◆ Task inputs:

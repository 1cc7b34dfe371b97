//! Runtime configuration parsed from environment variables.
//!
//! `main` loads `.env` through `dotenvy` before calling
//! [`Config::from_env`]; command-line flags override the result.

use std::path::PathBuf;
use std::time::Duration;

use loyalty::DEFAULT_STARTING_POINTS;

pub const DEFAULT_STORE_PATH: &str = ".tastepoints/storage.json";
pub const DEFAULT_API_BASE_URL: &str = "https://mockapi.io/api/v1";
pub const DEFAULT_REVIEWS_URL: &str = "http://localhost:3000/reviews";
pub const DEFAULT_REQUEST_TIMEOUT_SECS: u64 = 10;

#[derive(Debug, thiserror::Error, PartialEq, Eq)]
pub enum ConfigError {
    #[error("invalid {var}: {value:?} is not a valid {expected}")]
    Invalid { var: &'static str, value: String, expected: &'static str },
}

#[derive(Debug, Clone, PartialEq, Eq)]
pub struct Config {
    pub store_path: PathBuf,
    pub api_base_url: String,
    pub reviews_url: String,
    pub starting_points: u32,
    pub request_timeout: Duration,
    pub catalog_path: Option<PathBuf>,
}

impl Default for Config {
    fn default() -> Self {
        Self {
            store_path: PathBuf::from(DEFAULT_STORE_PATH),
            api_base_url: DEFAULT_API_BASE_URL.to_owned(),
            reviews_url: DEFAULT_REVIEWS_URL.to_owned(),
            starting_points: DEFAULT_STARTING_POINTS,
            request_timeout: Duration::from_secs(DEFAULT_REQUEST_TIMEOUT_SECS),
            catalog_path: None,
        }
    }
}

impl Config {
    /// Build config from environment variables.
    ///
    /// Optional:
    /// - `TASTEPOINTS_STORE_PATH`: default `.tastepoints/storage.json`
    /// - `TASTEPOINTS_API_BASE_URL`: default mock API base
    /// - `TASTEPOINTS_REVIEWS_URL`: default `http://localhost:3000/reviews`
    /// - `TASTEPOINTS_STARTING_POINTS`: default 120
    /// - `TASTEPOINTS_REQUEST_TIMEOUT_SECS`: default 10
    /// - `TASTEPOINTS_CATALOG_PATH`: JSON reward catalog replacing the built-in one
    ///
    /// # Errors
    ///
    /// Returns [`ConfigError::Invalid`] if a numeric variable does not parse.
    pub fn from_env() -> Result<Self, ConfigError> {
        let defaults = Self::default();

        let store_path = env_nonempty("TASTEPOINTS_STORE_PATH").map_or(defaults.store_path, PathBuf::from);
        let api_base_url = env_nonempty("TASTEPOINTS_API_BASE_URL")
            .map_or(defaults.api_base_url, |url| trim_url(&url));
        let reviews_url = env_nonempty("TASTEPOINTS_REVIEWS_URL")
            .map_or(defaults.reviews_url, |url| trim_url(&url));
        let starting_points = env_parse(
            "TASTEPOINTS_STARTING_POINTS",
            defaults.starting_points,
            "non-negative integer",
        )?;
        let timeout_secs = env_parse(
            "TASTEPOINTS_REQUEST_TIMEOUT_SECS",
            DEFAULT_REQUEST_TIMEOUT_SECS,
            "number of seconds",
        )?;
        let catalog_path = env_nonempty("TASTEPOINTS_CATALOG_PATH").map(PathBuf::from);

        Ok(Self {
            store_path,
            api_base_url,
            reviews_url,
            starting_points,
            request_timeout: Duration::from_secs(timeout_secs),
            catalog_path,
        })
    }
}

/// Strip trailing slashes so endpoint paths can be appended directly.
#[must_use]
pub fn trim_url(url: &str) -> String {
    url.trim().trim_end_matches('/').to_owned()
}

fn env_nonempty(key: &str) -> Option<String> {
    std::env::var(key).ok().filter(|v| !v.trim().is_empty())
}

fn env_parse<T: std::str::FromStr>(key: &'static str, default: T, expected: &'static str) -> Result<T, ConfigError> {
    match env_nonempty(key) {
        None => Ok(default),
        Some(raw) => raw.trim().parse().map_err(|_| ConfigError::Invalid {
            var: key,
            value: raw,
            expected,
        }),
    }
}

#[cfg(test)]
#[path = "config_test.rs"]
mod tests;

◆ What needs to be done:
The records above need to be output again, verbatim.

◆ Final answer:
repository 1cc7b34dfe371b97
//! Runtime configuration parsed from environment variables.
//!
//! `main` loads `.env` through `dotenvy` before calling
//! [`Config::from_env`]; command-line flags override the result.

use std::path::PathBuf;
use std::time::Duration;

use loyalty::DEFAULT_STARTING_POINTS;

pub const DEFAULT_STORE_PATH: &str = ".tastepoints/storage.json";
pub const DEFAULT_API_BASE_URL: &str = "https://mockapi.io/api/v1";
pub const DEFAULT_REVIEWS_URL: &str = "http://localhost:3000/reviews";
pub const DEFAULT_REQUEST_TIMEOUT_SECS: u64 = 10;

#[derive(Debug, thiserror::Error, PartialEq, Eq)]
pub enum ConfigError {
    #[error("invalid {var}: {value:?} is not a valid {expected}")]
    Invalid { var: &'static str, value: String, expected: &'static str },
}

#[derive(Debug, Clone, PartialEq, Eq)]
pub struct Config {
    pub store_path: PathBuf,
    pub api_base_url: String,
    pub reviews_url: String,
    pub starting_points: u32,
    pub request_timeout: Duration,
    pub catalog_path: Option<PathBuf>,
}

impl Default for Config {
    fn default() -> Self {
        Self {
            store_path: PathBuf::from(DEFAULT_STORE_PATH),
            api_base_url: DEFAULT_API_BASE_URL.to_owned(),
            reviews_url: DEFAULT_REVIEWS_URL.to_owned(),
            starting_points: DEFAULT_STARTING_POINTS,
            request_timeout: Duration::from_secs(DEFAULT_REQUEST_TIMEOUT_SECS),
            catalog_path: None,
        }
    }
}

impl Config {
    /// Build config from environment variables.
    ///
    /// Optional:
    /// - `TASTEPOINTS_STORE_PATH`: default `.tastepoints/storage.json`
    /// - `TASTEPOINTS_API_BASE_URL`: default mock API base
    /// - `TASTEPOINTS_REVIEWS_URL`: default `http://localhost:3000/reviews`
    /// - `TASTEPOINTS_STARTING_POINTS`: default 120
    /// - `TASTEPOINTS_REQUEST_TIMEOUT_SECS`: default 10
    /// - `TASTEPOINTS_CATALOG_PATH`: JSON reward catalog replacing the built-in one
    ///
    /// # Errors
    ///
    /// Returns [`ConfigError::Invalid`] if a numeric variable does not parse.
    pub fn from_env() -> Result<Self, ConfigError> {
        let defaults = Self::default();

        let store_path = env_nonempty("TASTEPOINTS_STORE_PATH").map_or(defaults.store_path, PathBuf::from);
        let api_base_url = env_nonempty("TASTEPOINTS_API_BASE_URL")
            .map_or(defaults.api_base_url, |url| trim_url(&url));
        let reviews_url = env_nonempty("TASTEPOINTS_REVIEWS_URL")
            .map_or(defaults.reviews_url, |url| trim_url(&url));
        let starting_points = env_parse(
            "TASTEPOINTS_STARTING_POINTS",
            defaults.starting_points,
            "non-negative integer",
        )?;
        let timeout_secs = env_parse(
            "TASTEPOINTS_REQUEST_TIMEOUT_SECS",
            DEFAULT_REQUEST_TIMEOUT_SECS,
            "number of seconds",
        )?;
        let catalog_path = env_nonempty("TASTEPOINTS_CATALOG_PATH").map(PathBuf::from);

        Ok(Self {
            store_path,
            api_base_url,
            reviews_url,
            starting_points,
            request_timeout: Duration::from_secs(timeout_secs),
            catalog_path,
        })
    }
}

/// Strip trailing slashes so endpoint paths can be appended directly.
#[must_use]
pub fn trim_url(url: &str) -> String {
    url.trim().trim_end_matches('/').to_owned()
}

fn env_nonempty(key: &str) -> Option<String> {
    std::env::var(key).ok().filter(|v| !v.trim().is_empty())
}

fn env_parse<T: std::str::FromStr>(key: &'static str, default: T, expected: &'static str) -> Result<T, ConfigError> {
    match env_nonempty(key) {
        None => Ok(default),
        Some(raw) => raw.trim().parse().map_err(|_| ConfigError::Invalid {
            var: key,
            value: raw,
            expected,
        }),
    }
}

#[cfg(test)]
#[path = "config_test.rs"]
mod tests;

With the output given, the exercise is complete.